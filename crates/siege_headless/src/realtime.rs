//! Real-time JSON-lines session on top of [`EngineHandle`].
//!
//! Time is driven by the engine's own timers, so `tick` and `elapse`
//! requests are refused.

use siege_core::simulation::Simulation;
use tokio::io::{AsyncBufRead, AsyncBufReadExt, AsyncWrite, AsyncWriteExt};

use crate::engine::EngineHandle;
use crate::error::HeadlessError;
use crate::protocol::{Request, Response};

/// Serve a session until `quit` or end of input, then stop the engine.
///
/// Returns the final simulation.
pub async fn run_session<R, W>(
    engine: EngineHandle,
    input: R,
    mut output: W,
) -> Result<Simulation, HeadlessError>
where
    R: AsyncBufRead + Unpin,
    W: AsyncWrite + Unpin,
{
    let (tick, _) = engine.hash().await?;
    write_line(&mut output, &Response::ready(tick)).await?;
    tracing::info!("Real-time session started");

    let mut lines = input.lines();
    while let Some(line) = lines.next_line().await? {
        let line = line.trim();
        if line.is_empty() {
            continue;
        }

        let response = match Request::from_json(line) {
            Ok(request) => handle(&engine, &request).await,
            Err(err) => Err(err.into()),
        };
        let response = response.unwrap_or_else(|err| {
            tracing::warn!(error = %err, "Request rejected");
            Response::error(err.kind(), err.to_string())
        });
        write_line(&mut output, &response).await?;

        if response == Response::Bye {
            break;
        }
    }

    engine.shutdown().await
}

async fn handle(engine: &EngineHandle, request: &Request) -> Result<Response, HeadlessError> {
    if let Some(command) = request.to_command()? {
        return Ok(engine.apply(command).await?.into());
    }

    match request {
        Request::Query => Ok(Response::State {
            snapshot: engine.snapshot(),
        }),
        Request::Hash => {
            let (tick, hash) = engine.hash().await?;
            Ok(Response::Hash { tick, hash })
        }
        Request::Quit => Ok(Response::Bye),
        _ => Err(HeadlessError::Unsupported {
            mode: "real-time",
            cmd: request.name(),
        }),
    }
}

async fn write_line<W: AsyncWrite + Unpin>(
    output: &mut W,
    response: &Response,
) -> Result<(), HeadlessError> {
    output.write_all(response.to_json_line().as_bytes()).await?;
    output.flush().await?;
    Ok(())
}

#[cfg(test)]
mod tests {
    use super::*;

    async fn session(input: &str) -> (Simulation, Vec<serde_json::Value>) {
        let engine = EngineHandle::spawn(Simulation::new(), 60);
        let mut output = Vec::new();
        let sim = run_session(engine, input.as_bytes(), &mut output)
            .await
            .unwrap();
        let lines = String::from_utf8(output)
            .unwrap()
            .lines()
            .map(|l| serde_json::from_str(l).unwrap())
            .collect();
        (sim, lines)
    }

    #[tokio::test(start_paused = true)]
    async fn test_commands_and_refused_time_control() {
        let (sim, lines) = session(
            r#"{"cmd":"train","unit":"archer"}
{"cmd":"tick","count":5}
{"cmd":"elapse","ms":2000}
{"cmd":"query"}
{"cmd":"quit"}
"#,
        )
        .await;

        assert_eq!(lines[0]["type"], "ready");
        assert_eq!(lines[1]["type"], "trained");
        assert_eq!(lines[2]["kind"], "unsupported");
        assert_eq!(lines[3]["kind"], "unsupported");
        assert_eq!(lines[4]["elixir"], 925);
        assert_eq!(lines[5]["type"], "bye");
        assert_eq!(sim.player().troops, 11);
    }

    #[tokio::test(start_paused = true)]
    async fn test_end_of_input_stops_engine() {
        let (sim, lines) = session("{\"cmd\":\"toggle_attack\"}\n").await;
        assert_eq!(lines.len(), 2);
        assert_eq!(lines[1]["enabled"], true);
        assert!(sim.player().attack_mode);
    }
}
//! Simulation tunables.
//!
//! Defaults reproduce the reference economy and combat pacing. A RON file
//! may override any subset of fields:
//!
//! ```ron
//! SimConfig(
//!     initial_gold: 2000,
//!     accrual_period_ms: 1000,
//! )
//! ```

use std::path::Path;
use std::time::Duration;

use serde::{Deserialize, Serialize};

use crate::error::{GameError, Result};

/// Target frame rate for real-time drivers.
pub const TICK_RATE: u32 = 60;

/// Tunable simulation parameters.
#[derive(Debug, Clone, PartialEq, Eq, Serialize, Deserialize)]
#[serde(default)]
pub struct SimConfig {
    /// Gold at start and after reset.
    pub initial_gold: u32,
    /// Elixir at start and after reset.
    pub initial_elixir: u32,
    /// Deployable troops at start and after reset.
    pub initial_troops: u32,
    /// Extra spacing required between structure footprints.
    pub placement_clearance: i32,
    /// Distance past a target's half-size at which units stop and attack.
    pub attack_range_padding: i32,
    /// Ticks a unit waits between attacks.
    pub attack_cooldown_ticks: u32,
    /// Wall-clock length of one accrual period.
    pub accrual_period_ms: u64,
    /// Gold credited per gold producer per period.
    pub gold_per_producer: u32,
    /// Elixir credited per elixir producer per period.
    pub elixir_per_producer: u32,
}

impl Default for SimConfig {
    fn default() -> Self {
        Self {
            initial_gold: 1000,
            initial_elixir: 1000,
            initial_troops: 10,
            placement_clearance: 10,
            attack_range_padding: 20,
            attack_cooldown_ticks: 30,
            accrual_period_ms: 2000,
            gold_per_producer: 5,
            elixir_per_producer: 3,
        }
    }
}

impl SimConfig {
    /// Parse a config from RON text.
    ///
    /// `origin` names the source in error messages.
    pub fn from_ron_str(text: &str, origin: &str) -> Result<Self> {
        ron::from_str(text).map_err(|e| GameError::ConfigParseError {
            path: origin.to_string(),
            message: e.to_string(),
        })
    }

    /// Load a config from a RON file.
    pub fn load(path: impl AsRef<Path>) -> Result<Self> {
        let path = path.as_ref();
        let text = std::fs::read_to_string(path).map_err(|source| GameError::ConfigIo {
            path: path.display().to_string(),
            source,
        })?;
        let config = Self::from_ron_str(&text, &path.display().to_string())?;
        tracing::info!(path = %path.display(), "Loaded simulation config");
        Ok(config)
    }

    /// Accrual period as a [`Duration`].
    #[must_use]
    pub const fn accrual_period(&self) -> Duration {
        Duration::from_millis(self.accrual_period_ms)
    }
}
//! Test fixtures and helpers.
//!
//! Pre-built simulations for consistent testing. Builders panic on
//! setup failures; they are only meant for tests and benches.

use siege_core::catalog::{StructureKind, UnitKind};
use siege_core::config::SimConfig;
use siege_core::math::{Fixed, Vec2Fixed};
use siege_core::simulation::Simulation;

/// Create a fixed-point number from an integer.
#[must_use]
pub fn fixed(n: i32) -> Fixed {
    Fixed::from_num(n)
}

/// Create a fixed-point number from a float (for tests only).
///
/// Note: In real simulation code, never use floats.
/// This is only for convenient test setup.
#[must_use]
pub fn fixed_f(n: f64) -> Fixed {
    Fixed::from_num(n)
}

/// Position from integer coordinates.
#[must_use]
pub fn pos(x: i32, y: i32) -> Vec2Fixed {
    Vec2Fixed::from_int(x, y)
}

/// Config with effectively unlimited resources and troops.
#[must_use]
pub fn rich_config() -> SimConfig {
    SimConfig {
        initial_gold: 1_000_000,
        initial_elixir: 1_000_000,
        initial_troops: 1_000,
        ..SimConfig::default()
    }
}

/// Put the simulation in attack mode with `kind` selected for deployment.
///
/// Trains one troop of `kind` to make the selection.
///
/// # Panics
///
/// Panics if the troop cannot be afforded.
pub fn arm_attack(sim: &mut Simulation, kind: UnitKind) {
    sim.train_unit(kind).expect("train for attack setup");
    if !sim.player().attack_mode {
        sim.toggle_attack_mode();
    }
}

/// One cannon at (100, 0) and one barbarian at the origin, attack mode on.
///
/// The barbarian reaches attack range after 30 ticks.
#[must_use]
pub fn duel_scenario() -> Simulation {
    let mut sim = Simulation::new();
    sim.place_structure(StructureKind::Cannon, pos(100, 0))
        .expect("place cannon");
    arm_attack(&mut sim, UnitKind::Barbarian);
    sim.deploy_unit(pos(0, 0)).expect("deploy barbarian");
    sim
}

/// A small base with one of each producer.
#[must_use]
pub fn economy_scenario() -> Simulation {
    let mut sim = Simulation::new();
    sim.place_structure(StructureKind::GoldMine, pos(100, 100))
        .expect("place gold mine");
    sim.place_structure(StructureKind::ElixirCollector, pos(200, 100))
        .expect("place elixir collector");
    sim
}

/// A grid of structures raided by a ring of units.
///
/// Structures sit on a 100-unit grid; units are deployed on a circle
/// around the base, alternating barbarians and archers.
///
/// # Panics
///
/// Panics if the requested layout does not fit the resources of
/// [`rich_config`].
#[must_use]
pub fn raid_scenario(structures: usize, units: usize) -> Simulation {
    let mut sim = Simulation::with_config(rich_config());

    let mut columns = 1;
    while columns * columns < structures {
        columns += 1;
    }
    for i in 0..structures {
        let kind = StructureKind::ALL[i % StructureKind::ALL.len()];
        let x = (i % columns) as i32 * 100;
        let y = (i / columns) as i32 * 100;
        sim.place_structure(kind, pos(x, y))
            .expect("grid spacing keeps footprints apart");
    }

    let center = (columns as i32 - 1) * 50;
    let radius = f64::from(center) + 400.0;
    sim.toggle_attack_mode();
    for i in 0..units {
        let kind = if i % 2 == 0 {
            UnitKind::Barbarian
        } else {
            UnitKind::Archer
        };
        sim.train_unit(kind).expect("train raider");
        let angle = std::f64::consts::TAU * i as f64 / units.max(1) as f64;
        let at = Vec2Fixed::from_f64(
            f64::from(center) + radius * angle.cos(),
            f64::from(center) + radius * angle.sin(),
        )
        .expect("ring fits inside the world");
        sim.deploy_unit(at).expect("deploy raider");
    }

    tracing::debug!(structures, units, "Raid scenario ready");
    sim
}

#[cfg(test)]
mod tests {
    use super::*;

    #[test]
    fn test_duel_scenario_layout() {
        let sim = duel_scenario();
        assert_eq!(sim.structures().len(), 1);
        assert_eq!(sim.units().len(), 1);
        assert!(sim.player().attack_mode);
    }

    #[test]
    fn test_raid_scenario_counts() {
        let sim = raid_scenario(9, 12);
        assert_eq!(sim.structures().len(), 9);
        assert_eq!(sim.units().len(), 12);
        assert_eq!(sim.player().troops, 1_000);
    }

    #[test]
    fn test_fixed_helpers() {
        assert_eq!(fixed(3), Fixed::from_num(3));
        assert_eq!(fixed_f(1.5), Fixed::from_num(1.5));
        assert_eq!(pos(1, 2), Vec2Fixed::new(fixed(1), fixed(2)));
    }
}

---

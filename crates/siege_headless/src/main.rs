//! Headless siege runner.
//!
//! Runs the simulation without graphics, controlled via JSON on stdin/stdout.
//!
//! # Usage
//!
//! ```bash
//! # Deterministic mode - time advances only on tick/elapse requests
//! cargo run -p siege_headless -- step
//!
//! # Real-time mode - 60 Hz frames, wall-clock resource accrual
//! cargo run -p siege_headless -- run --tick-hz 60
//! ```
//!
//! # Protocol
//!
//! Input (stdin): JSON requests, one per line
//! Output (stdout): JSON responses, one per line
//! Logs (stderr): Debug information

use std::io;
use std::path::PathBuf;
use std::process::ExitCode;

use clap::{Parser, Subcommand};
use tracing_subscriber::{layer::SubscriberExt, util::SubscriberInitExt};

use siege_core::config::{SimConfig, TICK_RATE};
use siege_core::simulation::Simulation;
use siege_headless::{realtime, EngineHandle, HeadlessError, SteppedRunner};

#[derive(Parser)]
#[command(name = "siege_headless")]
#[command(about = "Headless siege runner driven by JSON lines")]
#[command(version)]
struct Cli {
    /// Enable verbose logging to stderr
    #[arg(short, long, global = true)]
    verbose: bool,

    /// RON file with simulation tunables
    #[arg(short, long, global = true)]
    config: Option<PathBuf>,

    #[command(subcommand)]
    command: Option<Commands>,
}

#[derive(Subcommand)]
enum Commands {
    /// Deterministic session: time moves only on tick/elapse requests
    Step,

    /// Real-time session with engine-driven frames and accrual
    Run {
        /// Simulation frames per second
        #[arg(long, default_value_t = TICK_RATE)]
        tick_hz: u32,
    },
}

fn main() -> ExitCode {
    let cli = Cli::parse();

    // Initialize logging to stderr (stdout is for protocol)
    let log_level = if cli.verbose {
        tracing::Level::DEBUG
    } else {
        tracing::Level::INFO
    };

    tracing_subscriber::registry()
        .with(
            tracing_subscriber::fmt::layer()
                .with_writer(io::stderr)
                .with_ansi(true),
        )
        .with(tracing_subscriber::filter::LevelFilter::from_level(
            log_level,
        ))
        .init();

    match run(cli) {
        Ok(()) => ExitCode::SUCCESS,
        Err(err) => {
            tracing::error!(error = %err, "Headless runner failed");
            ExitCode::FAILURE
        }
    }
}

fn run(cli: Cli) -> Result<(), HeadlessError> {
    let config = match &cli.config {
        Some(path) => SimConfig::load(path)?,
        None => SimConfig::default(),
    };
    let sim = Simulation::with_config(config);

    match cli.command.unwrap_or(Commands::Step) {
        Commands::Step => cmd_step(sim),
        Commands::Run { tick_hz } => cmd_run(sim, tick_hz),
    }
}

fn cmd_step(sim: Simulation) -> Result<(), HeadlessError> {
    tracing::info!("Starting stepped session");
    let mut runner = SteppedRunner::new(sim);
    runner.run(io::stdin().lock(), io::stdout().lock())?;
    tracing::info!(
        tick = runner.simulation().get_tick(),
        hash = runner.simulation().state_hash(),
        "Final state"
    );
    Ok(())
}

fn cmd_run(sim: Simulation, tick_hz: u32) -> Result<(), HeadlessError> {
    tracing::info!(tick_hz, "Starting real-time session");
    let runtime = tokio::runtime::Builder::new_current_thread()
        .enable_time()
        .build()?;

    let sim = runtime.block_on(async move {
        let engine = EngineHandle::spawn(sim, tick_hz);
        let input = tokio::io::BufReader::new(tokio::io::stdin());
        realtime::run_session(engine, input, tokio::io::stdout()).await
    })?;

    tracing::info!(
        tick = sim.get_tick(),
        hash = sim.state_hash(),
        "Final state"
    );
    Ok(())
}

Required action - Once a line of the records is found to contain "base", copy it out.

Answer to the problem -
/// A small base with one of each producer.
/// around the base, alternating barbarians and archers.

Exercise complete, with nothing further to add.